In 1888, ‘Jack the Ripper’ terrorised the East End of London, brutally murdering prostitutes in a sadistic fashion. He was the world’s first serial killer but he has had many imitators since. Yet, despite many suspects being fingered down the ages, the killer’s true identity has never been known. Until now!

In his excellent new book The Importance of Being Jack: Nothing To Declare but His Evil Genius, historian (and Dawn Rescue founder) Dan Erpingham exposes shocking new evidence that links the Whitechapel murders to none other than the revered wit, intellectual, aesthete and ‘gay icon’…… Oscar Wilde!

Wilde’s own father Sir William was a medically trained surgeon, who passed his knowledge of anatomy and surgical skills to his son, whom then used those skills for less noble purposes; (i.e; murder)!

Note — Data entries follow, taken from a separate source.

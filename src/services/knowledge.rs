use anyhow::{Context, Result};
use std::collections::btree_map::Entry;
use std::collections::BTreeMap;
use std::fs::File;
use std::io::{BufRead, BufReader};
use std::path::Path;

use crate::core::text::trim;

/// Separator between question and answer on each line.
pub const DELIMITER: char = '|';

/// A question and its answer, both trimmed.
#[derive(Debug, Clone, PartialEq, Eq)]
pub struct KnowledgeEntry {
    pub question: String,
    pub answer: String,
}

/// Question -> answer pairs loaded once from a `question|answer` file.
///
/// Questions are identified case-insensitively: the map is keyed by the
/// lowercased question, and iteration runs in ascending order of that key.
/// Matching relies on this order to break ties.
#[derive(Debug, Clone, Default)]
pub struct KnowledgeStore {
    entries: BTreeMap<String, KnowledgeEntry>,
}

impl KnowledgeStore {
    /// Reads the knowledge file.
    ///
    /// Each line is split at the first `|`, both sides are trimmed, and a later
    /// line for the same question replaces the answer while the first spelling
    /// of the question is kept. Lines without `|` are skipped.
    pub fn load(path: impl AsRef<Path>) -> Result<Self> {
        let path = path.as_ref();
        let file = File::open(path)
            .with_context(|| format!("cannot open knowledge file {}", path.display()))?;
        let mut reader = BufReader::new(file);

        let mut store = Self::default();
        let mut buf = Vec::new();
        loop {
            buf.clear();
            let read = reader
                .read_until(b'\n', &mut buf)
                .with_context(|| format!("cannot read knowledge file {}", path.display()))?;
            if read == 0 {
                break;
            }
            let line = String::from_utf8_lossy(&buf);
            if let Some((question, answer)) = line.split_once(DELIMITER) {
                store.insert(trim(question), trim(answer));
            }
        }

        log::info!("📚 Loaded {} entries from {}", store.len(), path.display());
        Ok(store)
    }

    /// Like [`load`](Self::load), but an unreadable file is reported and
    /// yields an empty store.
    pub fn load_or_empty(path: impl AsRef<Path>) -> Self {
        match Self::load(path) {
            Ok(store) => store,
            Err(e) => {
                log::warn!("⚠️ {:#}; starting with an empty knowledge base", e);
                eprintln!("Warning: {:#}. Starting with an empty knowledge base.", e);
                Self::default()
            }
        }
    }

    pub fn insert(&mut self, question: impl Into<String>, answer: impl Into<String>) {
        let question = question.into();
        let answer = answer.into();
        match self.entries.entry(question.to_lowercase()) {
            Entry::Occupied(mut slot) => slot.get_mut().answer = answer,
            Entry::Vacant(slot) => {
                slot.insert(KnowledgeEntry { question, answer });
            }
        }
    }

    /// Answer for `question`, compared case-insensitively.
    pub fn get(&self, question: &str) -> Option<&str> {
        self.entries
            .get(&question.to_lowercase())
            .map(|entry| entry.answer.as_str())
    }

    /// Entries in ascending order of the lowercased question.
    pub fn iter(&self) -> impl Iterator<Item = &KnowledgeEntry> {
        self.entries.values()
    }

    pub fn len(&self) -> usize {
        self.entries.len()
    }

    pub fn is_empty(&self) -> bool {
        self.entries.is_empty()
    }
}

impl<Q: Into<String>, A: Into<String>> FromIterator<(Q, A)> for KnowledgeStore {
    fn from_iter<I: IntoIterator<Item = (Q, A)>>(iter: I) -> Self {
        let mut store = Self::default();
        for (question, answer) in iter {
            store.insert(question, answer);
        }
        store
    }
}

Consumed with a hatred of heterosexuals, particularly women whom he cursed for stealing the finest bodied young men, Wilde roamed the streets of Whitechapel enacting his bloody revenge on the conventional Christian moral values he so despised, (as is apparent in every word of everything he ever wrote!).

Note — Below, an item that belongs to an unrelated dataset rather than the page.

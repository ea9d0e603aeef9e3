pub mod knowledge;
pub mod search;

pub use knowledge::KnowledgeStore;
pub use search::grep;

Discover the hidden clues to his murderous past he gleefully inserted into his own works such as ‘The Picture of Dorian Gray’ and the ever fashionable play ‘The Importance of Being Earnest.’ (The line ‘A handbag?’ is a sly reference to the bag in which he kept his surgical implements, and when the character of Jack (!) Worthing says he is ‘Ernest in town and Jack in the country’ this is a hint to Wilde’s own psychopathic split personality, where he was ‘Oscar’ in polite society and ‘Jack’ in the East End slums.

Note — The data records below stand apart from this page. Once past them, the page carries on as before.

use std::sync::Arc;

use crate::config::Config;
use crate::error::FetchError;
use crate::transport::{HttpTransport, Transport};

/// Read-only handle on the HenrikDev MMR API, shared by every probe.
pub struct ValorantClient<T = HttpTransport> {
    pub(crate) transport: Arc<T>,
    pub(crate) base_url: String,
    pub(crate) region: String,
}

impl<T> Clone for ValorantClient<T> {
    fn clone(&self) -> Self {
        Self {
            transport: self.transport.clone(),
            base_url: self.base_url.clone(),
            region: self.region.clone(),
        }
    }
}

impl ValorantClient<HttpTransport> {
    /// Build a client backed by a real HTTP transport.
    pub fn from_config(config: &Config) -> Result<Self, FetchError> {
        let transport = HttpTransport::new(config.upstream_timeout())?;
        Ok(Self::with_transport(transport, &config.api_base_url, &config.region))
    }
}

impl<T: Transport> ValorantClient<T> {
    pub fn with_transport(transport: T, base_url: &str, region: &str) -> Self {
        Self {
            transport: Arc::new(transport),
            base_url: base_url.trim_end_matches('/').to_string(),
            region: region.trim_matches('/').to_string(),
        }
    }

    /// `target` is substituted verbatim, so `name/tag` composites become two path segments.
    pub(crate) fn mmr_url(&self, target: &str) -> String {
        format!("{}/{}/{}", self.base_url, self.region, target)
    }

    pub fn region(&self) -> &str {
        &self.region
    }
}

#[cfg(test)]
mod tests {
    use super::*;
    use tokio::sync::watch;

    struct Unused;

    impl Transport for Unused {
        async fn get(
            &self,
            _url: &str,
            _cancel: watch::Receiver<bool>,
        ) -> Result<Vec<u8>, FetchError> {
            unreachable!("url building never hits the transport")
        }
    }

    #[test]
    fn mmr_url_passes_target_through() {
        let client = ValorantClient::with_transport(
            Unused,
            "https://api.henrikdev.xyz/valorant/v2/mmr/",
            "eu",
        );
        assert_eq!(
            client.mmr_url("Foo/1234"),
            "https://api.henrikdev.xyz/valorant/v2/mmr/eu/Foo/1234"
        );
        assert_eq!(
            client.mmr_url("a1b2"),
            "https://api.henrikdev.xyz/valorant/v2/mmr/eu/a1b2"
        );
    }

    #[test]
    fn clones_share_transport() {
        let client = ValorantClient::with_transport(Unused, "http://upstream", "na");
        let clone = client.clone();
        assert!(Arc::ptr_eq(&client.transport, &clone.transport));
        assert_eq!(clone.region(), "na");
    }
}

To many today, Wilde is seen as a martyr, but discover the real reason Wilde was sent to prison. Dan Erpingham uncovers startling new evidence showing that the British authorities knew that Wilde was the notorious killer, but, unable to pin any evidence on him and for fear it would be too shocking for the public, they instead were forced to imprison him on the lesser crime of homosexuality. Truly, he got off lightly!

A real scorcher of a book, destined to destroy Wilde’s reputation forever! I literally couldn’t put it down!